Bankay eventually relocates to the city, taking lodgings at the home of an elderly man, Banarsi Laal, and securing a position as a clerk in Seth's company. Saroj falls in love with Bankay, and Seth consents to their marriage. Bankay, however, is already married: following Banarsi Laal's death, he had wed Meena at the old man's request. Concealing his marital status out of desire for Seth's wealth, Bankay attempts to poison Meena. She survives but is cast out and taken in by villagers.

One of the villagers later brings Meena to Seth's household, where she finds work as a servant. She eventually discovers that Bankay intends to marry Saroj. In the meantime, Saroj's former fiancé, Ashok, an army officer, returns after a period of imprisonment abroad, disrupting Bankay's plans. In a rage, Bankay attempts to shoot Saroj, but she survives and he is forced to flee.

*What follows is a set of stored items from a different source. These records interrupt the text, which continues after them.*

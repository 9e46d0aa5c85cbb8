//! 表单状态 ⇄ 播放页配置

use crate::form::{ClockTime, EditorSession, DEFAULT_LANGUAGE};
use crate::settings::clean_keys;
use crate::tabs::VideoRow;
use crate::types::{ContentConfig, ContentType, LanguageServers, PlayerConfig};
use tracing::debug;

/// 从当前表单生成配置对象
pub fn build_config(session: &EditorSession) -> PlayerConfig {
    let form = &session.form;
    let is_tv = form.content_type.is_tv();

    let mut content = ContentConfig {
        title: form.title.clone(),
        synopsis: form.synopsis.clone(),
        poster_url: form.poster_url.clone(),
        report_poster_url: form.report_poster_url.clone(),
        content_type: Some(form.content_type),
        theme: Some(form.theme.clone()),
        back_url: form.back_url.clone(),
        go_back_id: String::new(),
        extra: form.extra.clone(),
        ..Default::default()
    };

    if is_tv {
        content.series_name = Some(form.series_name.clone());
        content.chapter_name = Some(form.chapter_name.clone());
        content.intro_start_time = Some(form.intro_start.total_seconds());
        content.intro_end_time = Some(form.intro_end.total_seconds());
        content.ending_start_time = Some(form.ending_start.total_seconds());
        content.season = Some(form.season.clone());
        content.episode = Some(form.episode.clone());
    }

    let mut language_servers = LanguageServers::new();
    for tab in session.video.tabs() {
        if tab.lang.is_empty() {
            continue;
        }
        let servers = tab
            .servers
            .iter()
            .filter(|row| !row.name.is_empty() && !row.url.is_empty())
            .map(VideoRow::to_server)
            .collect();
        language_servers.insert(tab.lang.clone(), servers);
    }

    let mut download_servers = LanguageServers::new();
    for tab in session.downloads.tabs() {
        if tab.lang.is_empty() {
            continue;
        }
        let servers = tab
            .servers
            .iter()
            .filter(|row| !row.name.is_empty() && !row.url.is_empty())
            .cloned()
            .collect();
        download_servers.insert(tab.lang.clone(), servers);
    }

    PlayerConfig {
        content,
        language_servers,
        download_servers,
        google_api_keys: clean_keys(&form.google_api_keys),
    }
}

/// 用配置对象重建表单 (包括两个标签页列表)
pub fn load_config(session: &mut EditorSession, config: PlayerConfig) {
    let PlayerConfig {
        content,
        language_servers,
        download_servers,
        google_api_keys,
    } = config;

    session.video.clear();
    session.downloads.clear();

    let form = &mut session.form;
    form.google_api_keys = if google_api_keys.is_empty() {
        // 保留一个空输入框
        vec![String::new()]
    } else {
        google_api_keys
    };

    if let Some(content_type) = content.content_type {
        form.content_type = content_type;
    }
    let is_tv = form.content_type.is_tv();

    form.title = content.title;
    form.synopsis = content.synopsis;
    form.poster_url = content.poster_url;
    form.report_poster_url = content.report_poster_url;
    form.back_url = content.back_url;
    form.series_name = content.series_name.unwrap_or_default();
    form.chapter_name = content.chapter_name.unwrap_or_default();
    if let Some(theme) = content.theme.filter(|t| !t.is_empty()) {
        form.theme = theme;
    }
    form.extra = content.extra;

    if is_tv {
        let clock = |v: Option<u32>| ClockTime::from_total_seconds(f64::from(v.unwrap_or(0)));
        form.intro_start = clock(content.intro_start_time);
        form.intro_end = clock(content.intro_end_time);
        form.ending_start = clock(content.ending_start_time);

        if let Some(season) = content.season.filter(|s| !s.is_empty()) {
            form.season = season;
        }
        if let Some(episode) = content.episode.filter(|e| !e.is_empty()) {
            form.episode = episode;
        }
    }

    if language_servers.is_empty() {
        session.video.add_tab(DEFAULT_LANGUAGE, Vec::new(), &mut session.namer);
    } else {
        for (lang, servers) in language_servers.iter() {
            let rows = servers.iter().map(VideoRow::from).collect();
            session.video.add_tab(lang, rows, &mut session.namer);
        }
    }

    if download_servers.is_empty() {
        session.downloads.add_tab(DEFAULT_LANGUAGE, Vec::new(), &mut session.namer);
    } else {
        for (lang, servers) in download_servers.iter() {
            session.downloads.add_tab(lang, servers.to_vec(), &mut session.namer);
        }
    }

    debug!(
        "载入配置: {} 个播放语言, {} 个下载语言, 类型 {}",
        session.video.tabs().len(),
        session.downloads.tabs().len(),
        session.form.content_type.as_str()
    );
}

/// 判断内容类型，供载入后的自动查找使用
pub fn lookup_title(content: &ContentConfig) -> Option<(ContentType, String)> {
    let content_type = content.content_type?;
    let title = content
        .series_name
        .as_deref()
        .filter(|s| !s.trim().is_empty())
        .unwrap_or(content.title.as_str())
        .trim();
    if title.is_empty() {
        return None;
    }
    Some((content_type, title.to_string()))
}

#[cfg(test)]
mod tests {
    use super::*;
    use crate::settings::AdvancedSettings;
    use crate::types::{DownloadKind, DownloadServer, VideoServer, VideoSourceKind};
    use serde_json::json;

    fn session() -> EditorSession {
        EditorSession::new(&AdvancedSettings::default())
    }

    #[test]
    fn test_build_movie_omits_series_fields() {
        let mut s = session();
        s.form.title = "Película".into();
        s.form.series_name = "ignored".into();
        s.form.intro_start = ClockTime { minutes: 1, seconds: 0 };

        let config = build_config(&s);
        let value = serde_json::to_value(&config).unwrap();
        let content = &value["contentConfig"];
        assert_eq!(content["title"], "Película");
        assert_eq!(content["type"], "movie");
        assert_eq!(content["goBackId"], "");
        assert!(content.get("seriesName").is_none());
        assert!(content.get("introStartTime").is_none());
        assert!(content.get("season").is_none());
    }

    #[test]
    fn test_build_tv_converts_times_to_seconds() {
        let mut s = session();
        s.form.content_type = ContentType::Tv;
        s.form.season = "2".into();
        s.form.episode = "7".into();
        s.form.intro_start = ClockTime { minutes: 1, seconds: 30 };
        s.form.intro_end = ClockTime { minutes: 3, seconds: 0 };
        s.form.ending_start = ClockTime { minutes: 21, seconds: 5 };

        let content = build_config(&s).content;
        assert_eq!(content.intro_start_time, Some(90));
        assert_eq!(content.intro_end_time, Some(180));
        assert_eq!(content.ending_start_time, Some(1265));
        assert_eq!(content.season.as_deref(), Some("2"));
        assert_eq!(content.episode.as_deref(), Some("7"));
    }

    #[test]
    fn test_build_skips_incomplete_rows_and_blank_languages() {
        let mut s = session();
        let es = s.video.tabs()[0].id.clone();
        s.video
            .update_server(
                &es,
                0,
                VideoRow {
                    name: "Principal".into(),
                    url: "https://cdn/a.m3u8".into(),
                    kind: VideoSourceKind::Hls,
                },
            )
            .unwrap();
        // 只有名称没有 URL
        s.video.add_server(&es, None, &mut s.namer).unwrap();
        s.video.add_tab("   ", Vec::new(), &mut s.namer);

        let config = build_config(&s);
        assert_eq!(config.language_servers.len(), 1);
        let servers = config.language_servers.get("es").unwrap();
        assert_eq!(servers.len(), 1);
        assert!(servers[0].hls);

        // 下载列表只有默认空行，语言保留但列表为空
        assert_eq!(config.download_servers.get("es").unwrap().len(), 0);
    }

    #[test]
    fn test_build_trims_google_keys() {
        let mut s = session();
        s.form.google_api_keys = vec![" a ".into(), "".into(), "b".into()];
        assert_eq!(build_config(&s).google_api_keys, vec!["a", "b"]);
    }

    #[test]
    fn test_load_rebuilds_tabs_in_order() {
        let mut s = session();
        let mut video = LanguageServers::new();
        video.insert("ja", vec![VideoServer::new("Zeus", "https://z", VideoSourceKind::Yandex)]);
        video.insert(
            "es",
            vec![
                VideoServer::new("A", "https://a", VideoSourceKind::Other),
                VideoServer::new("B", "https://b", VideoSourceKind::Mp4),
            ],
        );
        let mut downloads = LanguageServers::new();
        downloads.insert(
            "en",
            vec![DownloadServer {
                name: "Mega".into(),
                url: "https://mega".into(),
                kind: DownloadKind::External,
            }],
        );

        let config = PlayerConfig {
            content: ContentConfig {
                title: "T".into(),
                content_type: Some(ContentType::Tv),
                intro_start_time: Some(95),
                season: Some("3".into()),
                theme: Some("purple".into()),
                ..Default::default()
            },
            language_servers: video,
            download_servers: downloads,
            google_api_keys: vec![],
        };
        load_config(&mut s, config);

        let langs: Vec<_> = s.video.tabs().iter().map(|t| t.lang.as_str()).collect();
        assert_eq!(langs, vec!["ja", "es"]);
        assert_eq!(s.video.tabs()[0].id, "video-lang-1");
        assert_eq!(s.video.tabs()[1].servers[1].kind, VideoSourceKind::Mp4);
        assert_eq!(s.video.active_tab(), Some("video-lang-2"));
        assert_eq!(s.downloads.tabs()[0].lang, "en");

        assert_eq!(s.form.content_type, ContentType::Tv);
        assert_eq!(s.form.intro_start, ClockTime { minutes: 1, seconds: 35 });
        assert_eq!(s.form.season, "3");
        assert_eq!(s.form.theme, "purple");
        assert_eq!(s.form.google_api_keys, vec![String::new()]);
    }

    #[test]
    fn test_load_empty_maps_adds_default_language() {
        let mut s = session();
        load_config(&mut s, PlayerConfig::default());
        assert_eq!(s.video.tabs().len(), 1);
        assert_eq!(s.video.tabs()[0].lang, DEFAULT_LANGUAGE);
        assert_eq!(s.downloads.tabs()[0].lang, DEFAULT_LANGUAGE);
    }

    #[test]
    fn test_build_after_load_keeps_unknown_fields() {
        let mut s = session();
        let config: PlayerConfig = serde_json::from_value(json!({
            "contentConfig": {"title": "X", "type": "movie", "autoplay": true},
            "languageServers": {"es": [{"name": "A", "url": "https://a"}]},
            "downloadServers": {}
        }))
        .unwrap();
        load_config(&mut s, config);

        let rebuilt = serde_json::to_value(build_config(&s)).unwrap();
        assert_eq!(rebuilt["contentConfig"]["autoplay"], true);
        assert_eq!(rebuilt["languageServers"]["es"][0]["name"], "A");
        assert_eq!(rebuilt["downloadServers"], json!({"es": []}));
    }

    #[test]
    fn test_lookup_title_prefers_series_name() {
        let content = ContentConfig {
            title: "Capítulo 1".into(),
            series_name: Some("Serie".into()),
            content_type: Some(ContentType::Tv),
            ..Default::default()
        };
        assert_eq!(lookup_title(&content), Some((ContentType::Tv, "Serie".to_string())));

        let untyped = ContentConfig {
            title: "X".into(),
            ..Default::default()
        };
        assert_eq!(lookup_title(&untyped), None);
    }
}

Learning that Seth has offered a reward for his capture, Bankay presents himself at Seth's house and surrenders, requesting that the reward money be used to build a hospital for the poor. He accuses Seth of exploiting him and thereby driving him to attempt to kill his wife. Saroj then reveals that Meena is alive and living in their household. Reunited with Meena, Bankay is overcome with relief. Seth releases the couple and provides Meena with a substantial sum of money.

== Cast ==
- Santosh Kumar as Bankay Bihari Laal
- Sabiha Khanum as Meena / Basanti
- Musarrat Nazir as Saroj
- Aslam Pervaiz as Ashok
- Bibbo as Maata Ji
- M. Ismael as Seth Kishori Laal
- Nayyar Sultana (credited as Nazli)
- Diljeet Mirza

== Soundtrack ==
The music was composed by Inayat Hussain.

Qatil
| No. | Title | Lyrics | Singer(s) | Length |
|---|---|---|---|---|
| 1. | "Ulfat Ki Nai Manzil Ko Chala, Tu Baanhain Daal Ke Baanhon Mein" | Qateel Shifai | Iqbal Bano |  |
| 2. | "O' Mayna, Na Jaanay Kya Ho Gaya, Kahan Dil Kho Gaya" | Tufail Hoshiarpuri | Kausar Parveen |  |
| 3. | "Aatey Ho Yaad Baar Baar, Kaisey Tumhe Bhulayen Hum" | Qateel Shifai | Saleem Raza |  |
| 4. | "Dil Ki Yeh Aawaz Hai" | Qateel Shifai | Kausar Parveen and chorus |  |
| 5. | "Le Ke Pyar Ka Pyam Sanwali Saloni Shaam Aagayi" | Qateel Shifai | Munawar Sultana |  |
| 6. | "Thandi Aahein Bharein" | Qateel Shifai | Kausar Parveen |  |
| 7. | "Waah Re Badaltey Zamanay" | Saifuddin Saif | Munawar Sultana |  |

== Production ==
While developing the story of Qatil, Pasha encountered difficulty in reviving the character of Meena, whom the script had initially killed off. He sought assistance from Saadat Hasan Manto, who was at the time employed in the story department of Shahnoor Studios. Despite having previously expressed criticism of Pasha's work, Manto resolved the narrative problem in exchange for five hundred rupees.

== Release and reception ==
Qatil was released on 21 January 1955. The film completed a golden jubilee run at the box office.